Responsiveness means I look at you, hear you, feel you, and respond in loving and affirming ways. With the simplicity of technology and instant text messages, the world has seem to fallen into "I read your message but forgot to respond." This can cause a partner to feel alone, unheard, and very isolated. A way to show your responsiveness is by unplugging and giving the other person your undivided attention. Then, after hearing all of their thoughts and concerns, you respond in an affirming tone. "You let me know.... and it would be helpful if....".By creating a responsive relationship, you are allowing the other person to feel comfortable enough to lean on you. Responsive partners can strengthen the bond and connection between two people, allowing each to feel safe. And remember, if you don't know what is happening between you two, it's time to try to know more.

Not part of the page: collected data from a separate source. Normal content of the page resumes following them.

#[cfg(test)]
mod tests {
    use super::*;
    use crate::time_field::parts::TimePrecision;

    fn date() -> NaiveDate {
        NaiveDate::from_ymd_opt(2026, 8, 7).expect("valid time")
    }

    fn dt(h: u32, m: u32, s: u32) -> NaiveDateTime {
        date().and_hms_opt(h, m, s).expect("valid time")
    }

    #[test]
    fn new_session_derives_segments_from_the_value() {
        let state = TimeFieldState::new(
            Some(dt(14, 5, 0)),
            TimeFormat::new(TimePrecision::Minutes),
        );
        assert_eq!(state.parts().hours, Some(14));
        assert_eq!(state.parts().minutes, Some(5));
    }

    #[test]
    fn reconcile_discards_partial_input_on_external_change() {
        let format = TimeFormat::new(TimePrecision::Minutes);
        let mut state = TimeFieldState::new(None, format);
        assert_eq!(
            state.type_digit(Segment::Hours, '9', None),
            ChangeOutcome::Buffered
        );
        assert_eq!(state.parts().hours, Some(9));

        state.reconcile(Some(dt(7, 30, 0)), format);
        assert_eq!(state.parts().hours, Some(7));
        assert_eq!(state.parts().minutes, Some(30));
    }

    #[test]
    fn reconcile_stops_after_the_attempt_threshold() {
        let format = TimeFormat::new(TimePrecision::Minutes);
        let mut state = TimeFieldState::new(None, format);
        // A fresh value every frame, as a caller constructing "now" on each
        // render would produce; the guard has to kick in eventually.
        for round in 0..30u32 {
            state.reconcile(Some(dt(1, round, 0)), format);
        }
        let frozen = state.parts();
        state.reconcile(Some(dt(17, 45, 0)), format);
        assert_eq!(state.parts(), frozen);

        // A stable frame resets the guard.
        state.reconcile(state.value(), format);
        state.reconcile(Some(dt(17, 45, 0)), format);
        assert_eq!(state.parts().hours, Some(17));
    }

    #[test]
    fn typing_builds_multi_digit_values() {
        let format = TimeFormat::new(TimePrecision::Minutes);
        let mut state = TimeFieldState::new(None, format);
        assert_eq!(
            state.type_digit(Segment::Hours, '1', Some(date())),
            ChangeOutcome::Buffered
        );
        assert_eq!(
            state.type_digit(Segment::Hours, '2', Some(date())),
            ChangeOutcome::Buffered
        );
        assert_eq!(state.parts().hours, Some(12));
    }

    #[test]
    fn typing_restarts_when_the_combination_is_invalid() {
        let format = TimeFormat::new(TimePrecision::Minutes);
        let mut state = TimeFieldState::new(None, format);
        state.type_digit(Segment::Minutes, '9', Some(date()));
        // "95" is not a minute; the fresh "5" wins.
        assert_eq!(
            state.type_digit(Segment::Minutes, '5', Some(date())),
            ChangeOutcome::Buffered
        );
        assert_eq!(state.parts().minutes, Some(5));
    }

    #[test]
    fn typing_replaces_a_selected_segment() {
        let format = TimeFormat::new(TimePrecision::Minutes);
        let mut state = TimeFieldState::new(Some(dt(14, 5, 0)), format);
        state.select_segment(Segment::Minutes);
        // The first digit replaces the selected "05"; the second extends it.
        assert_eq!(
            state.type_digit(Segment::Minutes, '3', None),
            ChangeOutcome::Committed(dt(14, 3, 0))
        );
        assert_eq!(
            state.type_digit(Segment::Minutes, '0', None),
            ChangeOutcome::Committed(dt(14, 30, 0))
        );
    }

    #[test]
    fn completing_the_record_commits_a_value() {
        let format = TimeFormat::twelve_hour(TimePrecision::Minutes);
        let mut state = TimeFieldState::new(None, format);
        state.type_digit(Segment::Hours, '9', Some(date()));
        state.type_digit(Segment::Minutes, '3', Some(date()));
        let outcome = state.type_digit(Segment::Minutes, '0', Some(date()));
        // Meridiem defaults to AM: today at 09:30:00.
        assert_eq!(outcome, ChangeOutcome::Committed(dt(9, 30, 0)));
    }

    #[test]
    fn committing_preserves_sub_precision_fields() {
        let format = TimeFormat::new(TimePrecision::Minutes);
        let previous = date().and_hms_opt(14, 5, 27).expect("valid time");
        let mut state = TimeFieldState::new(Some(previous), format);
        state.select_segment(Segment::Minutes);
        state.type_digit(Segment::Minutes, '3', None);
        let outcome = state.type_digit(Segment::Minutes, '0', None);
        assert_eq!(outcome, ChangeOutcome::Committed(dt(14, 30, 27)));
    }

    #[test]
    fn step_rejects_out_of_range_results() {
        let format = TimeFormat::new(TimePrecision::Minutes);
        let mut state = TimeFieldState::new(Some(dt(23, 0, 0)), format);
        assert_eq!(
            state.step(Segment::Hours, 1, Some(date())),
            ChangeOutcome::Rejected
        );
        assert_eq!(state.parts().hours, Some(23));

        let mut state = TimeFieldState::new(Some(dt(10, 0, 0)), format);
        assert_eq!(
            state.step(Segment::Minutes, -1, Some(date())),
            ChangeOutcome::Rejected
        );
        assert_eq!(state.parts().minutes, Some(0));
    }

    #[test]
    fn step_commits_in_range_results() {
        let format = TimeFormat::new(TimePrecision::Minutes);
        let mut state = TimeFieldState::new(Some(dt(14, 30, 0)), format);
        assert_eq!(
            state.step(Segment::Minutes, 1, None),
            ChangeOutcome::Committed(dt(14, 31, 0))
        );
    }

    #[test]
    fn step_starts_absent_segments_at_the_bounds() {
        let format = TimeFormat::new(TimePrecision::Minutes);
        let mut state = TimeFieldState::new(None, format);
        state.step(Segment::Minutes, 1, Some(date()));
        assert_eq!(state.parts().minutes, Some(0));
        state.clear_segment(Segment::Minutes, Some(date()));
        state.step(Segment::Minutes, -1, Some(date()));
        assert_eq!(state.parts().minutes, Some(59));
        state.step(Segment::Hours, 1, Some(date()));
        assert_eq!(state.parts().hours, Some(1));
    }

    #[test]
    fn meridiem_steps_toggle() {
        let format = TimeFormat::twelve_hour(TimePrecision::Minutes);
        let mut state = TimeFieldState::new(Some(dt(9, 30, 0)), format);
        assert_eq!(
            state.step(Segment::Meridiem, 1, None),
            ChangeOutcome::Committed(dt(21, 30, 0))
        );
        assert_eq!(
            state.step(Segment::Meridiem, 1, None),
            ChangeOutcome::Committed(dt(9, 30, 0))
        );
    }

    #[test]
    fn forcing_an_unchanged_meridiem_is_a_no_op() {
        let format = TimeFormat::twelve_hour(TimePrecision::Minutes);
        let mut state = TimeFieldState::new(Some(dt(9, 30, 0)), format);
        assert_eq!(state.set_meridiem(Meridiem::Am, None), ChangeOutcome::Rejected);
        assert_eq!(
            state.set_meridiem(Meridiem::Pm, None),
            ChangeOutcome::Committed(dt(21, 30, 0))
        );
    }

    #[test]
    fn clearing_segments_reaches_the_cleared_state() {
        let format = TimeFormat::new(TimePrecision::Minutes);
        let mut state = TimeFieldState::new(Some(dt(14, 5, 0)), format);
        assert_eq!(
            state.clear_segment(Segment::Hours, None),
            ChangeOutcome::Buffered
        );
        assert_eq!(
            state.clear_segment(Segment::Minutes, None),
            ChangeOutcome::Cleared
        );
        // The buffered segments are not retained after a clear.
        assert_eq!(state.parts(), TimeParts::default());
    }

    #[test]
    fn clear_value_emits_only_when_a_value_exists() {
        let format = TimeFormat::new(TimePrecision::Minutes);
        let mut state = TimeFieldState::new(Some(dt(14, 5, 0)), format);
        assert_eq!(state.clear_value(), ChangeOutcome::Cleared);

        let mut state = TimeFieldState::new(None, format);
        state.type_digit(Segment::Hours, '9', None);
        assert_eq!(state.clear_value(), ChangeOutcome::Buffered);
        assert_eq!(state.parts(), TimeParts::default());
    }

    #[test]
    fn pending_selection_is_dropped_without_focus() {
        let format = TimeFormat::new(TimePrecision::Minutes);
        let mut state = TimeFieldState::new(Some(dt(14, 30, 0)), format);
        state.step(Segment::Minutes, 1, None);
        // The segment never held focus, so the deferred reselect is stale.
        assert_eq!(state.take_pending_selection(), None);
        assert_eq!(state.take_pending_selection(), None);
    }

    #[test]
    fn focus_traversal_follows_segment_order() {
        let format = TimeFormat::twelve_hour(TimePrecision::Seconds);
        let mut state = TimeFieldState::new(Some(dt(9, 30, 0)), format);
        assert_eq!(state.focused_segment(), None);

        state.focus_segment(Segment::Hours);
        assert_eq!(state.focused_segment(), Some(Segment::Hours));
        assert_eq!(state.selected_segment(), Some(Segment::Hours));

        // No-op at the first segment.
        state.move_focus(-1);
        assert_eq!(state.focused_segment(), Some(Segment::Hours));

        state.move_focus(1);
        assert_eq!(state.focused_segment(), Some(Segment::Minutes));
        state.move_focus(1);
        state.move_focus(1);
        assert_eq!(state.focused_segment(), Some(Segment::Meridiem));

        // No-op at the last segment.
        state.move_focus(1);
        assert_eq!(state.focused_segment(), Some(Segment::Meridiem));

        // A step while focused schedules a reselect that survives the
        // staleness check.
        state.move_focus(-1);
        state.step(Segment::Seconds, 1, None);
        assert_eq!(state.take_pending_selection(), Some(Segment::Seconds));

        state.unfocus_all();
        assert_eq!(state.focused_segment(), None);
    }
}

Engagement simply can be turning to each other throughout the day or week and catching up. Hear what is meaningful to the other. This helps the pair build trust. It can help the partner understand you care about their joys, hurts and fears. Engagement shows you are accessible and sincerely trying to respond to your partners needs. This shows and builds connection. This type of connection, built over time, forges a safe haven and secure base in any relationship and creates peace and strength which is unique and necessary among human relationships.

The confidence evolved from a deep emotional connection has a healthy ripple effect through a person's whole life. There is nothing quite as reassuring as being able to trust a partner you can confide in, who knows your heart’s deepest longings for companionship and understanding. This can be said for marriage, parenthood, or friendships.